Jonathan Margolis of The Mirror | 19.01.2004 18:22 | Technology

A clutch of brand new and perfectly legal internet-based services have just been launched that cost as little as 30p to use, and take less than five seconds to zero in to within 50 metres of where a person is.

A simple text message or phone call to an operator from a suspicious spouse or boss can send one of the new DIY spying services off to track a person down. Another call or a visit to a special website will then tell you where they are.

Sorry for the Cut & Paste, but I think this will be of interest. It's worth watching this story.

 http://www.mirror.co.uk/news/allnews/content_objectid=13832649_method=full_siteid=50143_headline=-HOW-YOUR-MOBILE-COULD-BE-SPYING-ON-YOU-name_page.html


THE MIRROR

HOW YOUR MOBILE COULD BE SPYING ON YOU
Jan 19 2004

EXCLUSIVE
By Jonathan Margolis


IT'S the kind of thing that only happens in films... The hero, desperately searching for a terrorist or kidnap victim, taps their name into a computer.

A map comes up on the screen, pinpointing the precise location of their target. The good guys move in, the hunt is over.

Great for movie spooks, but only a scriptwriter's dream? In fact, the technology has arrived that allows anyone to track someone down without them having a clue they are under surveillance.

It has crept in almost unnoticed - and at the centre of this new Big Brother technology-for-all is nothing more sophisticated than our own mobile phones.

A clutch of brand new and perfectly legal internet-based services have just been launched that cost as little as 30p to use, and take less than five seconds to zero in to within 50 metres of where a person is.

A simple text message or phone call to an operator from a suspicious spouse or boss can send one of the new DIY spying services off to track a person down. Another call or a visit to a special website will then tell you where they are.

The technology is improving, too. A new, satellite-assisted system that will be able to narrow down the search to just five metres is expected within a year.

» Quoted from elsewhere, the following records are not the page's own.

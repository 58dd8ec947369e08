//! 分析编排
//!
//! 每次请求使用独立的 [`AuditSession`]：上传表 → 依次执行全部规则 →
//! 汇总分类。单个规则失败只影响自身结果，不中断其余规则。

use crate::analyzer::{build_analyzer, AnalysisLog, Analyzer, RuleFinding};
use crate::classify::{classify, Classification};
use crate::error::{Error, Result};
use crate::rules::{AuditConfig, RuleConfig, RuleKind};
use crate::types::Table;
use serde::Serialize;
use tracing::{info, warn};

/// 规则执行状态
#[derive(Debug, Clone, Copy, PartialEq, Eq, Serialize)]
#[serde(rename_all = "snake_case")]
pub enum RuleStatus {
    Success,
    Failed,
}

/// 单个规则的执行结果
#[derive(Debug, Clone, PartialEq)]
pub struct RuleResult {
    pub rule: RuleKind,
    pub sheet_name: String,
    pub status: RuleStatus,
    /// 失败原因
    pub message: Option<String>,
    /// 入选行（与原表列一致）；失败时为空表
    pub data: Table,
    pub finding: Option<RuleFinding>,
    pub logs: Vec<String>,
}

impl RuleResult {
    pub fn is_success(&self) -> bool {
        self.status == RuleStatus::Success
    }
}

/// 一次完整分析的结果
#[derive(Debug, Clone)]
pub struct AuditReport {
    pub results: Vec<RuleResult>,
    pub classification: Classification,
}

impl AuditReport {
    /// 成本构成异常中的低亏损项目
    pub fn low_loss_projects(&self) -> Option<&Table> {
        self.results.iter().find_map(|r| match &r.finding {
            Some(RuleFinding::CostStructure { low_loss, .. }) => Some(low_loss),
            _ => None,
        })
    }

    pub fn failed_rules(&self) -> impl Iterator<Item = &RuleResult> {
        self.results.iter().filter(|r| !r.is_success())
    }
}

/// 单次请求的分析上下文
pub struct AuditSession {
    rules: Vec<(RuleConfig, Box<dyn Analyzer>)>,
    project_column: String,
    table: Option<Table>,
}

impl AuditSession {
    pub fn new(config: &AuditConfig) -> Self {
        let rules = config
            .rules
            .iter()
            .map(|rule| (rule.clone(), build_analyzer(&rule.params, &config.categories)))
            .collect();
        Self {
            rules,
            project_column: config.project_column.clone(),
            table: None,
        }
    }

    /// 载入待分析的表（替换之前的表）
    pub fn upload(&mut self, table: Table) {
        info!(
            "已载入数据：{} 列，{} 行",
            table.columns().len(),
            table.len()
        );
        self.table = Some(table);
    }

    pub fn table(&self) -> Option<&Table> {
        self.table.as_ref()
    }

    /// 执行全部规则并汇总
    pub fn run(&self) -> Result<AuditReport> {
        let table = self.table.as_ref().ok_or(Error::NoDataUploaded)?;

        info!("开始执行数据分析...");
        let results: Vec<RuleResult> = self
            .rules
            .iter()
            .map(|(config, analyzer)| run_rule(config, analyzer.as_ref(), table))
            .collect();
        info!("所有分析器执行完毕");

        let classification = classify(table, &results, &self.project_column);
        Ok(AuditReport {
            results,
            classification,
        })
    }
}

fn run_rule(config: &RuleConfig, analyzer: &dyn Analyzer, table: &Table) -> RuleResult {
    let rule = analyzer.kind();
    info!("开始执行分析器：{}", rule.name());

    let mut log = AnalysisLog::new();
    match analyzer.analyze(table, &mut log) {
        Ok(outcome) => {
            let data = table.select(&outcome.rows);
            info!("{} 分析完成，包含 {} 条数据", rule.name(), data.len());
            RuleResult {
                rule,
                sheet_name: config.sheet_name.clone(),
                status: RuleStatus::Success,
                message: None,
                data,
                finding: Some(outcome.finding),
                logs: log.into_lines(),
            }
        }
        Err(e) => {
            let message = format!("{} 分析失败：{}", rule.name(), e);
            warn!("{}", message);
            log.log(message.clone());
            RuleResult {
                rule,
                sheet_name: config.sheet_name.clone(),
                status: RuleStatus::Failed,
                message: Some(message),
                data: Table::new(table.columns().to_vec()),
                finding: None,
                logs: log.into_lines(),
            }
        }
    }
}
//! 业务逻辑列名
//!
//! 与源表合并表头中的名称一致，由 [`crate::resolver`] 解析到物理列。

pub const PROJECT_NAME: &str = "项目名称";
pub const PROJECT_LEADER: &str = "项目负责人";
pub const PROJECT_CATEGORY: &str = "项目类别";
pub const LOSS_AMOUNT: &str = "亏损金额";
pub const CONTRACT_AMOUNT: &str = "合同金额";
pub const SETTLEMENT_AMOUNT: &str = "项目结算金额";

pub const LABOR_COST: &str = "项目主要成本情况_劳务费_结算";
pub const MATERIAL_COST: &str = "项目主要成本情况_材料费_结算";
pub const EQUIPMENT_COST: &str = "项目主要成本情况_设备机械租赁费_结算";
pub const CONSULTING_COST: &str = "项目主要成本情况_技术服务、咨询费_结算";
pub const SUBCONTRACT_COST: &str = "项目主要成本情况_专业分包_结算";

/// 成本构成分析涉及的五项成本（结算）列
pub const COST_CATEGORIES: [&str; 5] = [
    LABOR_COST,
    MATERIAL_COST,
    EQUIPMENT_COST,
    CONSULTING_COST,
    SUBCONTRACT_COST,
];

/// 分析中用到的全部逻辑列
pub const LOGICAL_COLUMNS: [&str; 11] = [
    PROJECT_NAME,
    PROJECT_LEADER,
    PROJECT_CATEGORY,
    LOSS_AMOUNT,
    CONTRACT_AMOUNT,
    SETTLEMENT_AMOUNT,
    LABOR_COST,
    MATERIAL_COST,
    EQUIPMENT_COST,
    CONSULTING_COST,
    SUBCONTRACT_COST,
];
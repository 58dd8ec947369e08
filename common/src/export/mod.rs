//! 导出核心模块（CLI 封装共用）

#[cfg(feature = "excel")]
pub mod excel_core;
//! 项目负责人频次分析
//!
//! 同一负责人名下亏损项目数达到 `min_count` 时，输出其全部项目行。

use super::{AnalysisLog, Analyzer, LeaderCount, RuleFinding, RuleOutcome};
use crate::columns;
use crate::error::Result;
use crate::resolver::resolve_column;
use crate::rules::RuleKind;
use crate::types::Table;
use std::collections::{HashMap, HashSet};

pub struct LeaderFrequencyAnalyzer {
    min_count: usize,
}

impl LeaderFrequencyAnalyzer {
    pub fn new(min_count: usize) -> Self {
        Self { min_count }
    }
}

impl Default for LeaderFrequencyAnalyzer {
    fn default() -> Self {
        Self::new(3)
    }
}

/// 清理负责人名称，空值或字面量 "nan" 视为无效
fn clean_leader(raw: &str) -> Option<String> {
    let name = raw.trim();
    if name.is_empty() || name.eq_ignore_ascii_case("nan") {
        None
    } else {
        Some(name.to_string())
    }
}

impl Analyzer for LeaderFrequencyAnalyzer {
    fn kind(&self) -> RuleKind {
        RuleKind::LeaderFrequency
    }

    fn analyze(&self, table: &Table, log: &mut AnalysisLog) -> Result<RuleOutcome> {
        log.log("开始执行项目负责人频次分析...");

        let leader_col = resolve_column(table, columns::PROJECT_LEADER)?;
        log.log(format!("匹配项目负责人列：{}", table.columns()[leader_col]));

        let leaders: Vec<Option<String>> = table
            .column_cells(leader_col)
            .map(|cell| clean_leader(&cell.to_text()))
            .collect();
        let clean_rows = leaders.iter().filter(|l| l.is_some()).count();
        log.log(format!("清理后有效数据：{} 行（排除空值/无效负责人）", clean_rows));

        // 按首次出现顺序计数
        let mut order: Vec<&str> = Vec::new();
        let mut counts: HashMap<&str, usize> = HashMap::new();
        for name in leaders.iter().flatten() {
            let count = counts.entry(name.as_str()).or_insert(0);
            if *count == 0 {
                order.push(name.as_str());
            }
            *count += 1;
        }

        let mut qualified: Vec<LeaderCount> = order
            .iter()
            .filter(|name| counts[*name] >= self.min_count)
            .map(|name| LeaderCount {
                name: name.to_string(),
                count: counts[name],
            })
            .collect();
        // 稳定排序：次数相同保持首次出现顺序
        qualified.sort_by(|a, b| b.count.cmp(&a.count));

        log.log(format!(
            "负责人总数：{} 人，出现≥{}次的负责人：{} 人",
            order.len(),
            self.min_count,
            qualified.len()
        ));
        if qualified.is_empty() {
            log.log(format!("无出现≥{}次的负责人", self.min_count));
        } else {
            let listing: Vec<String> = qualified
                .iter()
                .map(|l| format!("- {}: {}次", l.name, l.count))
                .collect();
            log.log(format!("高频负责人列表（次数）：\n{}", listing.join("\n")));
        }

        let names: HashSet<&str> = qualified.iter().map(|l| l.name.as_str()).collect();
        let rows: Vec<usize> = leaders
            .iter()
            .enumerate()
            .filter(|(_, l)| l.as_deref().is_some_and(|n| names.contains(n)))
            .map(|(i, _)| i)
            .collect();

        Ok(RuleOutcome {
            rows,
            finding: RuleFinding::LeaderFrequency {
                distinct_leaders: order.len(),
                qualified,
            },
        })
    }
}
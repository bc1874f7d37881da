//! # Transport Layer
//!
//! The HTTP client itself lives outside this crate. The [`Transport`] trait is
//! the seam the read path needs from it: build a request for an endpoint,
//! execute it, hand back the raw response. [`decode_body`] turns a response
//! into a typed value.
//!
//! ## Implementations
//!
//! - [`memory::InMemoryTransport`]: canned responses and a request log, for
//!   testing clients without a network.
//!
//! Production transports wrap whatever HTTP stack the application already
//! uses and only need to implement [`Transport::base_url`] and
//! [`Transport::execute`].

use crate::error::{Result, SyncError};
use async_trait::async_trait;
use serde::de::DeserializeOwned;
use std::fmt;
use url::Url;

pub mod memory;

#[derive(Debug, Clone, Copy, PartialEq, Eq)]
pub enum Method {
    Get,
}

impl fmt::Display for Method {
    fn fmt(&self, f: &mut fmt::Formatter<'_>) -> fmt::Result {
        match self {
            Method::Get => f.write_str("GET"),
        }
    }
}

#[derive(Debug, Clone, PartialEq, Eq)]
pub struct Request {
    pub method: Method,
    pub url: Url,
    pub user_agent: Option<String>,
}

impl Request {
    /// First value of query parameter `key`, if present.
    pub fn query(&self, key: &str) -> Option<String> {
        self.url
            .query_pairs()
            .find(|(k, _)| k == key)
            .map(|(_, v)| v.into_owned())
    }
}

#[derive(Debug, Clone, PartialEq, Eq)]
pub struct Response {
    pub status: u16,
    pub body: Vec<u8>,
}

impl Response {
    pub fn new(status: u16, body: impl Into<Vec<u8>>) -> Self {
        Self {
            status,
            body: body.into(),
        }
    }

    /// A 200 response carrying `value` as its JSON body.
    pub fn json(value: &serde_json::Value) -> Self {
        Self::new(200, value.to_string())
    }

    pub fn is_success(&self) -> bool {
        (200..300).contains(&self.status)
    }
}

#[async_trait]
pub trait Transport: Send + Sync {
    /// Base that endpoint paths are resolved against. Must end with `/` for
    /// relative paths to nest under it.
    fn base_url(&self) -> &Url;

    /// Value for the `User-Agent` header of every request, if any.
    fn user_agent(&self) -> Option<&str> {
        None
    }

    /// Builds a request for `path` with the given query parameters.
    fn new_request(&self, method: Method, path: &str, query: &[(&str, &str)]) -> Result<Request> {
        let mut url = self
            .base_url()
            .join(path)
            .map_err(|e| SyncError::Transport(format!("invalid endpoint {}: {}", path, e)))?;
        if !query.is_empty() {
            url.query_pairs_mut().extend_pairs(query);
        }
        Ok(Request {
            method,
            url,
            user_agent: self.user_agent().map(str::to_string),
        })
    }

    /// Sends `request` and returns whatever the server answered.
    async fn execute(&self, request: Request) -> Result<Response>;
}

/// Decodes a JSON response body. Non-success statuses are reported as
/// [`SyncError::Status`] without looking at the body's shape.
pub fn decode_body<T: DeserializeOwned>(response: &Response) -> Result<T> {
    if !response.is_success() {
        return Err(SyncError::Status {
            status: response.status,
            body: String::from_utf8_lossy(&response.body).into_owned(),
        });
    }
    Ok(serde_json::from_slice(&response.body)?)
}

#[cfg(test)]
mod tests {
    use super::*;
    use serde::Deserialize;
    use serde_json::json;

    #[derive(Debug, Deserialize, PartialEq)]
    struct Payload {
        name: String,
    }

    #[test]
    fn decodes_success_body() {
        let response = Response::json(&json!({ "name": "x" }));
        let payload: Payload = decode_body(&response).unwrap();
        assert_eq!(payload.name, "x");
    }

    #[test]
    fn non_success_status_is_a_status_error() {
        let response = Response::new(404, "not found");
        let err = decode_body::<Payload>(&response).unwrap_err();
        assert!(matches!(err, SyncError::Status { status: 404, ref body } if body == "not found"));
        assert!(err.is_transport());
    }

    #[test]
    fn malformed_body_is_a_decoding_error() {
        let response = Response::new(200, "{not json");
        let err = decode_body::<Payload>(&response).unwrap_err();
        assert!(matches!(err, SyncError::Decoding(_)));
    }
}
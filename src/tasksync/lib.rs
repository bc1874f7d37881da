//! # Tasksync Architecture
//!
//! Tasksync is the **optimistic-mutation core** of a task-management sync client.
//! Callers change remote sections through local calls that return at once; the
//! network is involved only when a dispatch loop flushes the queued commands and
//! hands the server's answer back.
//!
//! ## Layers
//!
//! ```text
//! ┌─────────────────────────────────────────────────────────────┐
//! │  Client Layer (client.rs)                                   │
//! │  - SectionClient: mutations, cached reads, server `get`     │
//! │  - Flush hooks: drain_commands / apply_sync_response        │
//! └─────────────────────────────────────────────────────────────┘
//!            │                    │                    │
//!            ▼                    ▼                    ▼
//! ┌──────────────────┐ ┌──────────────────┐ ┌──────────────────┐
//! │ cache.rs         │ │ commands.rs      │ │ transport/       │
//! │ copy-on-write    │ │ FIFO of pending  │ │ Transport trait, │
//! │ record snapshot  │ │ commands         │ │ decode_body      │
//! └──────────────────┘ └──────────────────┘ └──────────────────┘
//!            │                    │
//!            ▼                    ▼
//! ┌─────────────────────────────────────────────────────────────┐
//! │  Domain (model.rs, id.rs)                                   │
//! │  - Section, Entity, the temp/permanent Id, TempIdMap        │
//! └─────────────────────────────────────────────────────────────┘
//! ```
//!
//! ## The Dual Id System
//!
//! A section built locally carries a temporary UUID until the server accepts its
//! `section_add` and assigns a permanent id. Both ids name the same entity; the
//! shared [`id::TempIdMap`] records the pairing so caches and callers can keep
//! using whichever form they hold. See `id.rs`.
//!
//! ## Key Principle: Mutations Are Infallible
//!
//! Once a [`model::Section`] is built (the only step that validates), every
//! mutation just appends to in-memory structures and cannot fail. Rejections
//! surface later, in the [`sync::SyncReport`] produced when the server's
//! response is applied. Only [`client::SectionClient::get`] returns transport
//! and decoding errors.
//!
//! ## Module Overview
//!
//! - [`client`]: `SectionClient`, the entry point for all section operations
//! - [`cache`]: copy-on-write local cache, generic over [`cache::Record`]
//! - [`commands`]: command payloads and the pending queue
//! - [`sync`]: applying server responses to the cache
//! - [`transport`]: request/response seam and an in-memory implementation
//! - [`model`]: `Section` and shared entity fields
//! - [`id`]: temp/permanent ids and token generation
//! - [`config`]: client configuration
//! - [`error`]: error types

pub mod cache;
pub mod client;
pub mod commands;
pub mod config;
pub mod error;
pub mod id;
pub mod model;
pub mod sync;
pub mod transport;

pub use client::{SectionClient, SectionGetResponse};
pub use error::{Result, SyncError};
pub use id::Id;
pub use model::{NewSectionOpts, Section};
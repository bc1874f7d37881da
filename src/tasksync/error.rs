use thiserror::Error;

#[derive(Error, Debug)]
pub enum SyncError {
    #[error("Validation error: {0}")]
    Validation(String),

    #[error("Transport error: {0}")]
    Transport(String),

    #[error("Unexpected status {status}: {body}")]
    Status { status: u16, body: String },

    #[error("Decoding error: {0}")]
    Decoding(#[from] serde_json::Error),

    #[error("Request cancelled")]
    Cancelled,

    #[error("Config error: {0}")]
    Config(String),

    #[error("IO error: {0}")]
    Io(#[from] std::io::Error),
}

impl SyncError {
    /// True for failures raised while building or executing a request,
    /// including non-success responses.
    pub fn is_transport(&self) -> bool {
        matches!(self, SyncError::Transport(_) | SyncError::Status { .. })
    }
}

pub type Result<T> = std::result::Result<T, SyncError>;
//! # Local Cache
//!
//! The client's read-side source of truth: an in-memory collection of records
//! kept in insertion order, with at most one record per logical entity.
//!
//! ## Copy-on-write
//!
//! The backing `Vec` is never mutated in place. Every write builds a new
//! collection from the current snapshot and publishes it with a single
//! [`ArcSwap`] store, so readers holding an earlier snapshot keep iterating an
//! unchanged collection and never observe a half-applied write. Writers are
//! serialized by a mutex because the scan-then-swap sequence spans two steps.
//!
//! Lookups are linear scans with no secondary index. Identity comparisons go
//! through the shared [`TempIdMap`], so a record stored under its temp id is
//! found by its permanent id once the mapping is known.

use crate::id::{Id, TempIdMap};
use arc_swap::ArcSwap;
use parking_lot::Mutex;
use std::sync::Arc;
use tracing::trace;

/// A record that can live in a [`Cache`].
pub trait Record: Clone + Send + Sync + 'static {
    fn id(&self) -> &Id;

    /// Soft-delete flag. Storing a deleted record evicts its entity.
    fn is_deleted(&self) -> bool;

    /// Rewrites temp ids held by the record to their permanent form.
    /// Returns whether anything changed.
    fn remap_ids(&mut self, ids: &TempIdMap) -> bool;
}

/// What a [`Cache::store`] call did to the collection.
#[derive(Debug, Clone, Copy, PartialEq, Eq)]
pub enum StoreOutcome {
    Inserted,
    Replaced,
    /// The record was soft-deleted and its entity was evicted.
    Removed,
    /// The record was soft-deleted and its entity was not cached.
    Ignored,
}

pub struct Cache<T: Record> {
    snap: ArcSwap<Vec<T>>,
    write_lock: Mutex<()>,
    ids: Arc<TempIdMap>,
}

impl<T: Record> Cache<T> {
    pub fn new(ids: Arc<TempIdMap>) -> Self {
        Self {
            snap: ArcSwap::from_pointee(Vec::new()),
            write_lock: Mutex::new(()),
            ids,
        }
    }

    /// Inserts `record`, replacing any record for the same entity. A
    /// soft-deleted record evicts the entity instead.
    pub fn store(&self, record: T) -> StoreOutcome {
        let _guard = self.write_lock.lock();
        let current = self.snap.load_full();
        let deleted = record.is_deleted();

        let mut next = Vec::with_capacity(current.len() + 1);
        let mut slot = None;
        {
            let matcher = self.ids.matcher(record.id());
            for existing in current.iter() {
                if matcher.matches(existing.id()) {
                    slot.get_or_insert(next.len());
                } else {
                    next.push(existing.clone());
                }
            }
        }

        let outcome = match (slot, deleted) {
            (Some(_), true) => StoreOutcome::Removed,
            (Some(_), false) => StoreOutcome::Replaced,
            (None, true) => StoreOutcome::Ignored,
            (None, false) => StoreOutcome::Inserted,
        };
        if !deleted {
            // A replacement takes the slot of the entity it supersedes.
            let position = slot.unwrap_or(next.len());
            next.insert(position, record.clone());
        }

        if outcome != StoreOutcome::Ignored {
            self.snap.store(Arc::new(next));
        }
        trace!(id = %record.id(), ?outcome, "cache store");
        outcome
    }

    /// Evicts any record for the same entity as `record`. Returns whether
    /// something was removed.
    pub fn remove(&self, record: &T) -> bool {
        self.remove_id(record.id())
    }

    pub fn remove_id(&self, id: &Id) -> bool {
        let _guard = self.write_lock.lock();
        let current = self.snap.load_full();
        let next: Vec<T> = {
            let matcher = self.ids.matcher(id);
            current
                .iter()
                .filter(|existing| !matcher.matches(existing.id()))
                .cloned()
                .collect()
        };
        let removed = next.len() != current.len();
        if removed {
            self.snap.store(Arc::new(next));
        }
        trace!(%id, removed, "cache remove");
        removed
    }

    /// The current collection. The snapshot does not change under the caller.
    pub fn get_all(&self) -> Arc<Vec<T>> {
        self.snap.load_full()
    }

    pub fn resolve(&self, id: &Id) -> Option<T> {
        let current = self.snap.load();
        let matcher = self.ids.matcher(id);
        current
            .iter()
            .find(|existing| matcher.matches(existing.id()))
            .cloned()
    }

    /// Rewrites cached temp ids whose permanent ids are now known. Returns
    /// how many records changed.
    pub fn remap_ids(&self) -> usize {
        let _guard = self.write_lock.lock();
        let current = self.snap.load_full();
        let mut changed = 0;
        let next: Vec<T> = current
            .iter()
            .map(|existing| {
                let mut record = existing.clone();
                if record.remap_ids(&self.ids) {
                    changed += 1;
                }
                record
            })
            .collect();
        if changed > 0 {
            self.snap.store(Arc::new(next));
        }
        changed
    }

    pub fn len(&self) -> usize {
        self.snap.load().len()
    }

    pub fn is_empty(&self) -> bool {
        self.snap.load().is_empty()
    }

    pub fn clear(&self) {
        let _guard = self.write_lock.lock();
        self.snap.store(Arc::new(Vec::new()));
    }

    pub fn ids(&self) -> &Arc<TempIdMap> {
        &self.ids
    }
}
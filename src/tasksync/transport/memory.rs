use super::{Request, Response, Transport};
use crate::config::ClientConfig;
use crate::error::{Result, SyncError};
use async_trait::async_trait;
use parking_lot::Mutex;
use std::collections::VecDeque;
use url::Url;

#[derive(Debug, Clone)]
enum Reply {
    Respond(Response),
    Fail(String),
    Hang,
}

/// In-memory [`Transport`] for tests.
///
/// Replies are queued per endpoint (matched against the end of the request
/// path) and handed out in order. Every executed request is logged.
#[derive(Debug)]
pub struct InMemoryTransport {
    base_url: Url,
    user_agent: Option<String>,
    replies: Mutex<Vec<(String, VecDeque<Reply>)>>,
    requests: Mutex<Vec<Request>>,
}

impl InMemoryTransport {
    pub fn new(base_url: Url) -> Self {
        Self {
            base_url,
            user_agent: None,
            replies: Mutex::new(Vec::new()),
            requests: Mutex::new(Vec::new()),
        }
    }

    pub fn from_config(config: &ClientConfig) -> Result<Self> {
        Ok(Self {
            user_agent: Some(config.user_agent.clone()),
            ..Self::new(config.base_url()?)
        })
    }

    /// Queue `response` for the next request to `endpoint`.
    pub fn respond(&self, endpoint: &str, response: Response) -> &Self {
        self.push(endpoint, Reply::Respond(response))
    }

    /// Fail the next request to `endpoint` with a transport error.
    pub fn fail(&self, endpoint: &str, message: &str) -> &Self {
        self.push(endpoint, Reply::Fail(message.to_string()))
    }

    /// Never answer the next request to `endpoint`.
    pub fn hang(&self, endpoint: &str) -> &Self {
        self.push(endpoint, Reply::Hang)
    }

    pub fn requests(&self) -> Vec<Request> {
        self.requests.lock().clone()
    }

    fn push(&self, endpoint: &str, reply: Reply) -> &Self {
        let mut replies = self.replies.lock();
        match replies.iter_mut().find(|(e, _)| e.as_str() == endpoint) {
            Some((_, queue)) => queue.push_back(reply),
            None => replies.push((endpoint.to_string(), VecDeque::from([reply]))),
        }
        self
    }

    fn next_reply(&self, request: &Request) -> Option<Reply> {
        let path = request.url.path();
        self.replies
            .lock()
            .iter_mut()
            .find(|(endpoint, _)| path.ends_with(endpoint.as_str()))
            .and_then(|(_, queue)| queue.pop_front())
    }
}

#[async_trait]
impl Transport for InMemoryTransport {
    fn base_url(&self) -> &Url {
        &self.base_url
    }

    fn user_agent(&self) -> Option<&str> {
        self.user_agent.as_deref()
    }

    async fn execute(&self, request: Request) -> Result<Response> {
        self.requests.lock().push(request.clone());
        match self.next_reply(&request) {
            Some(Reply::Respond(response)) => Ok(response),
            Some(Reply::Fail(message)) => Err(SyncError::Transport(message)),
            Some(Reply::Hang) => std::future::pending().await,
            None => Err(SyncError::Transport(format!(
                "no response queued for {} {}",
                request.method,
                request.url.path()
            ))),
        }
    }
}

The companies offering phone tracking - or location services - are quick to point out that they have strict safeguards against abuse. When a phone is signed on for tracking, it is sent a text message and before it can be tracked, the phone has to send reply giving consent.

But there is nothing to prevent a suspicious spouse "borrowing" the target phone for the few seconds it takes to set it up.

In a Daily Mirror test with leading operator Followus.co.uk, the signing-up procedure took just 30 seconds.

The "target" phone is also supposed to be sent regular text messages to alert the owner that it is being tracked. But three phones we tracked for eight days on Followus were never sent these messages.

THE only sure way to ensure you aren't tracked is to turn the phone off - but even that is not infallible.

Switching your phone off for three hours at the local golf club, for instance, will still give your boss a pretty good idea of what you've been up to because the tracking companies will have logged its last location.

The technology has enraged privacy campaigners.

Barry Hugill of the civil rights group Liberty branded location services as "the greatest ever blow to personal privacy".

Liberty has called a summit meeting with the big phone operators - Vodafone, Orange, T-Mobile and O2 - to discuss its worries about abuses of phone tracking.

The actual tracking technology has always been there - it's how mobiles work, transmitting from mast to mast - but the operators are now allowed under an EU r egulation passed last summer to sell location data to specialist tracking providers.

Trade union leaders, MPs and even relationship experts are deeply concerned about the implications of this change in the law.

Labour MP Derek Wyatt, vice chairman of the Parliamentary mobile phones watchdog, condemned the new services as "Outrageous. It's the gravest possible infringement of civil liberty."

Labour's Vera Baird, an MP and a top criminal barrister with a special interest in civil liberties, said the new system was "sinister and something that select committees ought to be looking at." Children's charities fear that perverts could easily trick children into giving their consent to be tracked, and conceal their identities by using stolen credit cards.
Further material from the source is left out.